Each chapter has a leadership theme and focuses on one of the beatitudes, such as “Blessed are they who hunger and thirst for righteousness, for they will be satisfied” (Matt. 5:6).  A virtue, such as courage, justice or humility is applied to a beatitude. Leadership skills, such as listening and team building, also are incorporated. “I connect each chapter to Scripture and associate it with all kinds of leadership traits, skills and principles,” Ebener said.
“Dan’s book takes the familiar biblical maxims we know as the beatitudes and puts them to work in real-life leadership settings,” said Mark Ridolfi, editor of the Editorial Page for the Quad-City Times. The book “affirms the specifics of servant leadership, not as some lofty aspirations, but as a step-by-step guide that produces results.
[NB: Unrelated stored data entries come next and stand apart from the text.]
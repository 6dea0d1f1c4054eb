//! Metrics-driven alerting engine: rule evaluation, deduplicated alert
//! state, AI enrichment, notification fan-out and realtime push.

pub mod ai;
pub mod alerts;
pub mod api;
pub mod config;
pub mod engine;
pub mod notifications;
pub mod realtime;
pub mod rules;

pub use config::Config;
pub use engine::AlertingEngine;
“I can see this being used as a guide inspiring individual leaders in their workplace, assisting groups through tough decisions, or even providing a foundation for managing major change in a corporate environment. This book gently challenges leadership assumptions and forces provocative, productive thou­ght,” said Ridolfi, who helped edit it.
Stories from Ebener’s own life have been woven into the book: travels to places such as Nicaragua and Croatia, and interactions with “people I’ve learned leadership from” such as Msgr. Marvin Mottet, a retired priest of the Davenport Diocese; the late John Kiley, a former social action director for the diocese; and Hildegard Goss Mayr, one of the world’s leading experts on nonviolence, and others.
Ebener had considered self-publishing, but then received an email from a friend, Trish Vanni, publisher for the parish market at Liturgical Press. She invited him to submit his proposal, which the acquisition group approved.
“This is a wonderful book on the meaning of the Gospel for people who find themselves in places of leadership,” Vanni said. “It’s a fulfillment of the vision of Vatican II, which is that laity would be leaven in the world. Dan’s book empowers people to understand the Gospel and to live it more deeply and fully.”
At approximately 100 pages, the new book is written for a broader market than the first book. “It’s a much easier read,” Ebener said. “The goal was set so that a college freshman could read the book in an hour and a half to two hours.”